The Healthiest People in the World Don’t Go to the Gym - dsr12
https://medium.com/s/story/the-healthiest-people-in-the-world-dont-go-to-the-gym-d3eb6bb1e7d0
======
nscalf
I would argue that all cause mortality decrease isn't the only measure of
health. There are people who eat trash, are overweight, and smoke a pack a day
that live to be 100. By no means other than fortunate genetics is that person
more healthy than a casual athlete who exercises regularly and eats well.

Take blood tests from both individuals and I challenge you to find a doctor
who says the former is healthier than the latter. Beyond that, there has to be
some observation of the quality of life.
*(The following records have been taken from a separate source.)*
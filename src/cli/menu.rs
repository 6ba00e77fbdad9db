//! Interactive text menu.
//!
//! The session owns the catalog and the I/O handles, so it can be driven from
//! the terminal or from in-memory buffers in tests.

use std::io::{self, BufRead, Write};
use std::path::{Path, PathBuf};

use crate::catalog::store::{CourseCatalog, Listing, Lookup};
use crate::cli::format::{write_course, write_course_list};

const NO_DATA: &str = "No course data loaded. Please load data first.";
const LOAD_FIRST: &str = "Please load the data first (Option 1).";

/// A parsed menu selection
#[derive(Debug, Clone, Copy, PartialEq, Eq)]
pub enum MenuChoice {
    Load,
    PrintList,
    PrintCourse,
    Exit,
    Unknown(i64),
}

impl MenuChoice {
    /// Parse a line of user input. Returns `None` for non-numeric input.
    pub fn parse(input: &str) -> Option<Self> {
        let choice = match input.trim().parse::<i64>().ok()? {
            1 => Self::Load,
            2 => Self::PrintList,
            3 => Self::PrintCourse,
            9 => Self::Exit,
            other => Self::Unknown(other),
        };
        Some(choice)
    }
}

/// One interactive session over a reader/writer pair
pub struct MenuSession<R, W> {
    catalog: CourseCatalog,
    loaded: bool,
    source: PathBuf,
    input: R,
    output: W,
}

impl<R: BufRead, W: Write> MenuSession<R, W> {
    pub fn new(source: impl Into<PathBuf>, input: R, output: W) -> Self {
        Self {
            catalog: CourseCatalog::new(),
            loaded: false,
            source: source.into(),
            input,
            output,
        }
    }

    pub fn catalog(&self) -> &CourseCatalog {
        &self.catalog
    }

    /// Give back the output handle, e.g. to inspect a captured buffer
    pub fn into_output(self) -> W {
        self.output
    }

    /// Run the menu until the user exits or input ends.
    ///
    /// # Errors
    ///
    /// Returns an error only if reading input or writing output fails.
    pub fn run(&mut self) -> io::Result<()> {
        writeln!(self.output, "Welcome to the Course Planner.")?;

        loop {
            self.write_menu()?;

            let Some(line) = self.read_line()? else {
                writeln!(self.output)?;
                break;
            };

            let Some(choice) = MenuChoice::parse(&line) else {
                writeln!(
                    self.output,
                    "Invalid input. Please enter a number from the menu."
                )?;
                continue;
            };

            match choice {
                MenuChoice::Exit => {
                    writeln!(
                        self.output,
                        "Thank you for using the Course Planner. Goodbye."
                    )?;
                    break;
                }
                MenuChoice::Load => self.load()?,
                MenuChoice::PrintList if !self.loaded => writeln!(self.output, "{LOAD_FIRST}")?,
                MenuChoice::PrintList => self.print_list()?,
                MenuChoice::PrintCourse if !self.loaded => writeln!(self.output, "{LOAD_FIRST}")?,
                MenuChoice::PrintCourse => {
                    if !self.print_course()? {
                        break;
                    }
                }
                MenuChoice::Unknown(_) => writeln!(
                    self.output,
                    "Invalid choice. Please select a valid menu option."
                )?,
            }
        }

        self.output.flush()
    }

    fn write_menu(&mut self) -> io::Result<()> {
        let out = &mut self.output;
        writeln!(out, "{}", "=".repeat(26))?;
        writeln!(out, "   Course Planner Menu    ")?;
        writeln!(out, "{}", "=".repeat(26))?;
        writeln!(out, "  1. Load Data Structure")?;
        writeln!(out, "  2. Print Course List")?;
        writeln!(out, "  3. Print Course")?;
        writeln!(out, "  9. Exit")?;
        write!(out, "Please enter your choice: ")?;
        out.flush()
    }

    /// Next line of input without its line ending, or `None` at end of input
    fn read_line(&mut self) -> io::Result<Option<String>> {
        let mut line = String::new();
        if self.input.read_line(&mut line)? == 0 {
            return Ok(None);
        }
        Ok(Some(line.trim_end_matches(&['\r', '\n'][..]).to_string()))
    }

    fn load(&mut self) -> io::Result<()> {
        match self.catalog.load(&self.source) {
            Ok(_) => {
                self.loaded = true;
                writeln!(
                    self.output,
                    "Data loaded successfully from {}.\n",
                    self.source.display()
                )
            }
            Err(e) => writeln!(self.output, "Error: {e}"),
        }
    }

    fn print_list(&mut self) -> io::Result<()> {
        match self.catalog.list_all() {
            Listing::NoData => writeln!(self.output, "{NO_DATA}"),
            Listing::Courses(courses) => {
                writeln!(self.output, "\nHere is a list of courses:\n")?;
                write_course_list(&mut self.output, &courses)?;
                writeln!(self.output)
            }
        }
    }

    /// Returns `false` if input ended while waiting for the course id
    fn print_course(&mut self) -> io::Result<bool> {
        write!(self.output, "Enter the course number (e.g., CSCI400): ")?;
        self.output.flush()?;

        let Some(raw_id) = self.read_line()? else {
            writeln!(self.output)?;
            return Ok(false);
        };

        match self.catalog.get(&raw_id) {
            Lookup::NoData => writeln!(self.output, "{NO_DATA}")?,
            Lookup::NotFound(_) => writeln!(self.output, "Sorry, that course was not found.")?,
            Lookup::Found(course) => {
                writeln!(self.output)?;
                write_course(&mut self.output, course)?;
                writeln!(self.output)?;
            }
        }
        Ok(true)
    }
}

/// Run the interactive menu on stdin/stdout
///
/// # Errors
///
/// Returns an error if the terminal cannot be read or written.
pub fn run(catalog_path: &Path) -> anyhow::Result<()> {
    let stdin = io::stdin();
    let stdout = io::stdout();
    let mut session = MenuSession::new(catalog_path, stdin.lock(), stdout.lock());
    session.run()?;
    Ok(())
}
Weight training has been shown to
increase your resilience to injury and increase balance, two issues that
commonly impair the elderly (falling and breaking a hip, for example).
Exercise also has been shown to decrease stress, which has been linked to
increases in all cause mortality.

While it looks like moving more may help you live a longer life, this article
seems to belittle any value from resistance training, which is the exact
opposite of what the research has shown we should do.

------
paxys
You apparently need:

\- Active lifestyle

\- Good mental health

\- Low stress

\- Healthy diet

\- Social circle & sense of community

\- Stable home/family

And of course this program will help you with all of these, for a low, low
monthly fee!

------
hprotagonist
To be fair, the least healthy people in the world also don’t go to the gym.

I have a sedentary coding job. Bike commuting and circuit training is
necessary for me to stay at the level of fitness I need to prevent injuries in
my hobbies, not to mention stay at a healthy place metabolically.